>>>>>

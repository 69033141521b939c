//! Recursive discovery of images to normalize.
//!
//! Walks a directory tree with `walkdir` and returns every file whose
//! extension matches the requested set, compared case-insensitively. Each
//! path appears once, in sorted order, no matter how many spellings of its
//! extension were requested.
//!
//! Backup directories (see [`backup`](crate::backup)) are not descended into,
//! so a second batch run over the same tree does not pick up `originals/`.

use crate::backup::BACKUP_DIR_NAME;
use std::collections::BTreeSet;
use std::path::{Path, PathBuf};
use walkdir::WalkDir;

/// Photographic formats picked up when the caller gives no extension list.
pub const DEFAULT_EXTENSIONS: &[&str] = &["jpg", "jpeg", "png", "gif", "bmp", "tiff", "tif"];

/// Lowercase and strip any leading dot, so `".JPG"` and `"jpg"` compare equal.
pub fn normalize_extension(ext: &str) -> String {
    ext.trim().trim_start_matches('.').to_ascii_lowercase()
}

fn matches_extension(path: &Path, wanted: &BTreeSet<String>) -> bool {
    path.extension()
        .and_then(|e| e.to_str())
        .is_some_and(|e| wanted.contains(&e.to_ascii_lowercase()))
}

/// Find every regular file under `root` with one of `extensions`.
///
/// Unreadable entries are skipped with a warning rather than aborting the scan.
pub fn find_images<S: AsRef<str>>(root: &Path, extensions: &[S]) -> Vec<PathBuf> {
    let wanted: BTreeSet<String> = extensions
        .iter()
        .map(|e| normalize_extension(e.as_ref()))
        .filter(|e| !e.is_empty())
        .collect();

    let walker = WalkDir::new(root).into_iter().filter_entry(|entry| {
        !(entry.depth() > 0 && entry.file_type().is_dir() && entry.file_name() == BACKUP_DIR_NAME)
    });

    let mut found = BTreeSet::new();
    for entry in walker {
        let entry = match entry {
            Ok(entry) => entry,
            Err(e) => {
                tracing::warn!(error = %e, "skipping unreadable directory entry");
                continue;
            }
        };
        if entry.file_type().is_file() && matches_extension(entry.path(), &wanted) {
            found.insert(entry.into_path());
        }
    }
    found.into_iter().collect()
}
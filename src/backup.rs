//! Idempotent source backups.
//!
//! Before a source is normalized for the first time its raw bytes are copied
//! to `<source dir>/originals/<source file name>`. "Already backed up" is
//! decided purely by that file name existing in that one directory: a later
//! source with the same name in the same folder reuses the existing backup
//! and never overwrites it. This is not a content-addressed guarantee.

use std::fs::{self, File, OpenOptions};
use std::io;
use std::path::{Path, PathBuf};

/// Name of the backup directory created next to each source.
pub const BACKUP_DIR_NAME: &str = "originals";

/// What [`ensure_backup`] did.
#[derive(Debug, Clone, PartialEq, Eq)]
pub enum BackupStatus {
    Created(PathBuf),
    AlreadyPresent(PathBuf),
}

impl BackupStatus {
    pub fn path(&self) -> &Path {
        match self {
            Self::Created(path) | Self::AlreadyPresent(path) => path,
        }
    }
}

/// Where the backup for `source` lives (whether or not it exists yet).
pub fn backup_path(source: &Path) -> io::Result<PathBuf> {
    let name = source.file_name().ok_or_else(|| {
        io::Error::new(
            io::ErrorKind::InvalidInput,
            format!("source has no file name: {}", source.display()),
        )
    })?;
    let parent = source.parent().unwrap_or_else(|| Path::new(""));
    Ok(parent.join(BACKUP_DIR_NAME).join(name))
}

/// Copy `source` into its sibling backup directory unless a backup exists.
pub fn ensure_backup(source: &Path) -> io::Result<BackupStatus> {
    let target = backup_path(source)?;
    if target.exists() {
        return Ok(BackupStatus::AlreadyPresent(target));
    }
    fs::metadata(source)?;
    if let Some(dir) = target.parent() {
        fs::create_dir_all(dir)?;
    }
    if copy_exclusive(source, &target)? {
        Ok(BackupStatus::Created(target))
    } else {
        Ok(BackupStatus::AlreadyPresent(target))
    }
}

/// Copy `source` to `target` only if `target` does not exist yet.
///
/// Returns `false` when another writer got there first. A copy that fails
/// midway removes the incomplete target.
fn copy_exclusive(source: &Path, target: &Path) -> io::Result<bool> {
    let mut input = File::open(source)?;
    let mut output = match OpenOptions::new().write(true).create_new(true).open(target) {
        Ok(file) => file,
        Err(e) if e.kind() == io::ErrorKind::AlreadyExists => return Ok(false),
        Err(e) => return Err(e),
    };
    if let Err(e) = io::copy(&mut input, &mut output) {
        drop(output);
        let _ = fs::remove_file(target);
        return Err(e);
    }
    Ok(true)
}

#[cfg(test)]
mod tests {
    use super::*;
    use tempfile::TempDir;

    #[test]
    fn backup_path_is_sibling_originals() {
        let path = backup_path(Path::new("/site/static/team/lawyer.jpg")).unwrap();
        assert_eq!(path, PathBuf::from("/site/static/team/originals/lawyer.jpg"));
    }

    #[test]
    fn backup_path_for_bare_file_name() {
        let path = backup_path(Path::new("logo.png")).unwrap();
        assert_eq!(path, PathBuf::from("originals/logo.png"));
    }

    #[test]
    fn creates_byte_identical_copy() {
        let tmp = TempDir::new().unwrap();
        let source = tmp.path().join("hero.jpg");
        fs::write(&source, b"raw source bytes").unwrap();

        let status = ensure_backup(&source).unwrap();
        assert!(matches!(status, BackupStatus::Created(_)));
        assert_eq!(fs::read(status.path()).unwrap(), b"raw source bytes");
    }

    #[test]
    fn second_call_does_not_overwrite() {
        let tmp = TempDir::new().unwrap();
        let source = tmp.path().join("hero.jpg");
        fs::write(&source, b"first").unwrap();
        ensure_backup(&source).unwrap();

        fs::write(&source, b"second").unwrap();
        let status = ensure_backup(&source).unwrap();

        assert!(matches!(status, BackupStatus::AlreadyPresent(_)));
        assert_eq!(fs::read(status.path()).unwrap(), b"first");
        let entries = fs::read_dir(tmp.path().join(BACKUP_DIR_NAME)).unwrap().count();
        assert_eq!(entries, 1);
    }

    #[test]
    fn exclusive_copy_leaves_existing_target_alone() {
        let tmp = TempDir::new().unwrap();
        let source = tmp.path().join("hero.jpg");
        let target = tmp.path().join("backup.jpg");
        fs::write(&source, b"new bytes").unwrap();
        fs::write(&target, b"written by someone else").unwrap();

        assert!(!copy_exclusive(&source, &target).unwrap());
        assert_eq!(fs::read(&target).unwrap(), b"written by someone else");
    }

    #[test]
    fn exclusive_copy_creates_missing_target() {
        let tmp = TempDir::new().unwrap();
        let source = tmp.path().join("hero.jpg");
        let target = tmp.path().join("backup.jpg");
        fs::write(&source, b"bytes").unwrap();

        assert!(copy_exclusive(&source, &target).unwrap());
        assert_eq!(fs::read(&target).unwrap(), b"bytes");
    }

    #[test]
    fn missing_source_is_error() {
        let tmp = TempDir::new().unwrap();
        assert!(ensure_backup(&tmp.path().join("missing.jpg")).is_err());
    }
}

<<<<<

→ **About this task**
Copy out exactly the line holding "assert!(copy_exclusive(&source, &target).unwrap());" and each line after it through the end of the entries, and leave out everything else.

→ **Expected answer**
        assert!(copy_exclusive(&source, &target).unwrap());
        assert_eq!(fs::read(&target).unwrap(), b"bytes");
    }

    #[test]
    fn missing_source_is_error() {
        let tmp = TempDir::new().unwrap();
        assert!(ensure_backup(&tmp.path().join("missing.jpg")).is_err());
    }
}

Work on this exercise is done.